ISSN 1470-3947 (print) | ISSN 1479-6848 (online)

Endocrine Abstracts (2011) 25 OC1.4

Developing an in vitro model of tissue expansion in Graves ophthalmopathy: exploring the role of IGF1 receptor targeting as a novel treatment

Daniel Ezra, Geoffrey Rose & Maryse Bailly

Moorfields Eye Hospital and UCL Institute of Ophthalmology Biomedical Research Centre for Ophthalmology, London, UK.

Introduction: One of the most promising potential targets for new treatments in Graves ophthalmopathy (GO) is the insulin-like growth factor 1 receptor (IGF1R). However, a significant impediment to the translational pathway in developing new treatments for GO is the lack of any animal or in vitro model.

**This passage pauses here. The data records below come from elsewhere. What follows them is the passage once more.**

use serde::{Deserialize, Serialize};
use thiserror::Error;

/// Ceiling on prompt length, in characters. The length gate rejects longer
/// prompts before any queue contact.
pub const MAX_PROMPT_CHARS: usize = 4000;

/// Shown when the queue refuses a prompt without a usable error message.
pub const ENQUEUE_FALLBACK_ERROR: &str = "The queue could not accept this message";

/// Queue status as carried on the wire by all three endpoints.
#[derive(Debug, Clone, Copy, PartialEq, Eq, Serialize, Deserialize)]
#[serde(rename_all = "lowercase")]
pub enum QueueStatus {
    Pending,
    Processing,
    Completed,
    Failed,
    Cancelled,
}

/// Attachment descriptor as the queue endpoints expect it.
#[derive(Debug, Clone, PartialEq, Eq, Serialize, Deserialize)]
#[serde(rename_all = "camelCase")]
pub struct WireAttachment {
    pub name: String,
    pub content_type: String,
    pub url: String,
}

/// One transcript message as the queue endpoints expect it.
#[derive(Debug, Clone, PartialEq, Eq, Serialize, Deserialize)]
pub struct WireMessage {
    pub role: String,
    pub content: String,
    #[serde(default, skip_serializing_if = "Vec::is_empty")]
    pub attachments: Vec<WireAttachment>,
}

#[derive(Debug, Clone, PartialEq, Eq, Serialize)]
#[serde(rename_all = "camelCase")]
pub struct EnqueueRequest {
    pub user_id: String,
    pub chat_id: String,
    pub model: String,
    pub is_authenticated: bool,
    pub system_prompt: String,
    pub enable_search: bool,
    pub messages: Vec<WireMessage>,
    pub attachments: Vec<WireAttachment>,
}

/// Server id and status pair, returned by the enqueue and status endpoints.
#[derive(Debug, Clone, PartialEq, Eq, Serialize, Deserialize)]
pub struct QueueHandle {
    pub id: String,
    pub status: QueueStatus,
}

#[derive(Debug, Clone, Deserialize)]
pub struct EnqueueResponse {
    pub success: bool,
    #[serde(default)]
    pub queue: Option<QueueHandle>,
    #[serde(default)]
    pub error: Option<String>,
}

#[derive(Debug, Clone, PartialEq, Eq, Serialize)]
#[serde(rename_all = "camelCase")]
pub struct StatusRequest {
    pub user_id: String,
    pub is_authenticated: bool,
    pub queue_ids: Vec<String>,
}

#[derive(Debug, Clone, Deserialize)]
pub struct StatusResponse {
    pub success: bool,
    #[serde(default)]
    pub queue: Vec<QueueHandle>,
    #[serde(default)]
    pub error: Option<String>,
}

#[derive(Debug, Clone, PartialEq, Eq, Serialize)]
#[serde(rename_all = "camelCase")]
pub struct CancelRequest {
    pub queue_id: String,
    pub user_id: String,
    pub is_authenticated: bool,
}

#[derive(Debug, Clone, Deserialize)]
pub struct CancelResponse {
    pub success: bool,
    #[serde(default)]
    pub error: Option<String>,
}

#[derive(Debug, Clone, PartialEq, Eq, Serialize)]
#[serde(rename_all = "camelCase")]
pub struct MessagesRequest {
    pub user_id: String,
    pub chat_id: String,
    pub is_authenticated: bool,
}

#[derive(Debug, Clone, Deserialize)]
pub struct MessagesResponse {
    pub success: bool,
    #[serde(default)]
    pub messages: Vec<WireMessage>,
    #[serde(default)]
    pub error: Option<String>,
}

/// Failure of one request round trip.
#[derive(Debug, Clone, PartialEq, Eq, Error)]
pub enum TransportError {
    #[error("network error: {0}")]
    Network(String),
    #[error("timeout")]
    Timeout,
    #[error("http status {0}")]
    HttpStatus(u16),
    #[error("malformed response: {0}")]
    Malformed(String),
    /// The endpoint answered `success: false`; carries the server message.
    #[error("{0}")]
    Rejected(String),
}

/// A submission gate refused the prompt. Handled entirely at the
/// submission pipeline; never propagated to callers.
#[derive(Debug, Clone, Copy, PartialEq, Eq, Error)]
pub enum GateRejection {
    #[error("Rate limit reached")]
    RateLimited,
    #[error("Could not prepare a chat for this message")]
    ChatUnavailable,
    #[error("Message is too long")]
    TooLong,
    #[error("Attachment upload failed")]
    UploadFailed,
}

Aims: To characterise dysregulation of IGF1 pathway related gene expression in GO. To develop a new in vitro model for tissue expansion in GO using 3D collagen constructs.

Methods: RNA extraction and expression analysis was performed using the gold-standard Affymetrix GeneChip Human Genome U133 Plus 2.0 genome level microarray platform according to manufacturer’s protocols using 5 GO and 5 Control samples of orbital fat. Microarray findings were validated with qPCR. Cell lines of orbital fibroblasts were derived from 3 GO and 3 control patients. Cells were seeded in compressed 3D collagen cultures under several conditions including recombinant IGF1, GO patient serum and IGF1R blocking antibody. Gel thickness (expansion) was measured over 7 days using confocal microscopy. Parallel experiments were conducted using 2D cell monolayers. Hyaluronic acid (HA) synthesis was measures using ELISA.

Results: Dysregulation of numerous IGF1 signalling genes, including: IGF1, IGFBP6, SOCS3, IRS2, SGK and c-JUN were identified and validated with qPCR. HA synthesis was increased in the presence of both rIGF1 and GO patient serum. HA synthesis was significantly attenuated in the presence of IGF1R antibody. Corresponding changes in gel thickness were found to correlate with HA concentrations measured with ELISA.

Conclusions: Our microarray data is the first data to demonstrate abnormal IGF1 signalling in human GO tissue and our in vitro model for tissue expansion may be of use as a functional assay for testing potential new treatments and accelerate the move to clinical trials.